Thus, the segmentation hypotheses can be limited by knowledge provided using one or more NLU techniques. Some embodiments may not employ NLU to identify filler or stop words, or in some instances these words may be overlooked or mischaracterized by the NLU techniques that are implemented. The inventors have recognized that the technique of generating multiple segmentation hypotheses can be used to identify filler or stop words so that they can be eliminated or ignored. For example, a segmentation component may generate segmentation hypotheses by permuting words in a user input, including one or more filler or stop words, which may be represented as unigram segments or as part of one or more n-gram segments. When such segments are repeatedly unproductive when used to query one or more databases, the system may identify them as filler or stop words that can be removed or ignored in subsequent segmentations. On the other hand, some filler words may be important parts of productive segmentation hypotheses and the system can identify such words based on productive queries resulting from segments that include such words. The system may then subsequently favor segments that include such words, typically as part of an n-gram segment having one or more other words that together were previously successful in obtaining results.
Response 425 may be provided to the user based on results from the database. Response 425 may include any information in any suitable format that conveys relevant information to a user. For example, response 425 may include one or more results from database(s) 420, with or without post-processing by the system (e.g., ranking, labeling, etc.). Response 425 may also include one or more actions taken by the system based on the results obtained from database(s) 420. Response 425 may include one or more questions posed to the user to solicit further information from the user needed to meaningfully respond to the user input, or may include other information (such as an alternative suggestion), as the aspects are not limited to the manner in which the system responds to the user.
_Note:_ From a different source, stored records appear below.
use mindframe_ui_graphics::{Color, Rect};

/// A straight-alpha RGBA image.
#[derive(Clone, Debug, PartialEq)]
pub struct Raster {
    width: usize,
    height: usize,
    pixels: Vec<Color>,
}

impl Raster {
    pub fn new(width: usize, height: usize, fill: Color) -> Self {
        Self {
            width,
            height,
            pixels: vec![fill; width * height],
        }
    }

    /// `None` when `pixels` does not hold exactly `width * height` entries.
    pub fn from_pixels(width: usize, height: usize, pixels: Vec<Color>) -> Option<Self> {
        (pixels.len() == width * height).then_some(Self {
            width,
            height,
            pixels,
        })
    }

    pub fn width(&self) -> usize {
        self.width
    }

    pub fn height(&self) -> usize {
        self.height
    }

    pub fn pixels(&self) -> &[Color] {
        &self.pixels
    }

    pub fn pixel(&self, x: usize, y: usize) -> Option<Color> {
        (x < self.width && y < self.height).then(|| self.pixels[y * self.width + x])
    }

    pub fn bounds(&self) -> Rect {
        Rect::new(0.0, 0.0, self.width as f32, self.height as f32)
    }

    /// Pixel span `(x0, x1, y0, y1)` of `rect`, clipped to the raster.
    fn span(&self, rect: Rect) -> Option<(usize, usize, usize, usize)> {
        let x0 = rect.x.round().max(0.0) as usize;
        let y0 = rect.y.round().max(0.0) as usize;
        let x1 = (rect.right().round().max(0.0) as usize).min(self.width);
        let y1 = (rect.bottom().round().max(0.0) as usize).min(self.height);
        (x0 < x1 && y0 < y1).then_some((x0, x1, y0, y1))
    }

    /// Blends `color` over every pixel of `rect` inside `clip`.
    pub fn fill_rect(&mut self, rect: Rect, clip: Rect, color: Color) {
        if color.is_transparent() {
            return;
        }
        let Some((x0, x1, y0, y1)) = rect.intersect(&clip).and_then(|r| self.span(r)) else {
            return;
        };
        for y in y0..y1 {
            for pixel in &mut self.pixels[y * self.width + x0..y * self.width + x1] {
                *pixel = color.over(*pixel);
            }
        }
    }

    /// Draws `source` scaled to `rect` with nearest-neighbour sampling.
    pub fn blit(&mut self, source: &Raster, rect: Rect, clip: Rect) {
        if source.width == 0 || source.height == 0 || rect.is_empty() {
            return;
        }
        let Some((x0, x1, y0, y1)) = rect.intersect(&clip).and_then(|r| self.span(r)) else {
            return;
        };
        let sample = |offset: f32, extent: f32, len: usize| {
            let scaled = (offset / extent * len as f32).floor().max(0.0) as usize;
            scaled.min(len - 1)
        };
        for y in y0..y1 {
            let sy = sample(y as f32 + 0.5 - rect.y, rect.height, source.height);
            for x in x0..x1 {
                let sx = sample(x as f32 + 0.5 - rect.x, rect.width, source.width);
                let index = y * self.width + x;
                self.pixels[index] = source.pixels[sy * source.width + sx].over(self.pixels[index]);
            }
        }
    }

    /// Text as solid glyph boxes, one per non-blank character.
    pub fn draw_text(&mut self, x: f32, y: f32, text: &str, color: Color, size: f32, clip: Rect) {
        let advance = (size * 0.6).max(2.0);
        let glyph_height = (size * 0.8).max(1.0);
        for (index, glyph) in text.chars().enumerate() {
            if glyph.is_whitespace() {
                continue;
            }
            let left = x + index as f32 * advance;
            let glyph_box = Rect::new(left + 1.0, y + 1.0, advance - 2.0, glyph_height - 1.0);
            self.fill_rect(glyph_box, clip, color);
        }
    }

    /// Flattens to `RGBA8` bytes, row by row.
    pub fn to_rgba8(&self) -> Vec<u8> {
        self.pixels
            .iter()
            .flat_map(|color| [color.0, color.1, color.2, color.3])
            .collect()
    }
}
In the system illustrated in
User response system 500 may be similar in many respects to user response system 400 illustrated in
In user response system 500, an intent classification component 570 is provided to determine to which domain user input pertains. User intent classification component 570 may be part of an NLU component configured to identify carrier phrases, filler or stops words, etc. and/or configured to perform semantic tagging. For example, identified carrier phrases may be processed by intent classification component 570 to determine the relevant domain so that the appropriate segmentation component can be selected to generate segmentation hypotheses with which to interrogate the respective content provider for the relevant domain. In embodiments that include semantic tagging, intent classification component 570 may also utilize the tags (or may itself perform tagging) to determine the appropriate domain.
For example, intent classification component 570 may use knowledge representation models that capture semantic knowledge regarding language and that may be capable of associating terms in the user input with corresponding categories, classifications or types so that the domain of the request can be identified. With reference to the example user input “Driving direction to Legal Seafood in Boston,” intent classification component 570 may ascertain from knowledge of the meaning of the terms “driving” and/or “directions” that the user's inquiry pertains to navigation and therefore select segmentation component 550a to produce segmentation hypotheses to query universal address/POI database 520a. Words such as “where” also may provide a cue that user input pertains to navigation or POI identification or location determination. Regarding other examples given above, identification of the verb “watch” may provide indication that the user is interested in video and the word “trailer” may indicate that the user is interested in watching a movie trailer. Similarly, the verb “listen” may be identified by intent classification component 570 to ascertain that the user input pertains to music. It should be appreciated that intent classification component 570 can utilize any information to facilitate identifying the domain to which the user input pertains, as the aspects are not limited in this respect.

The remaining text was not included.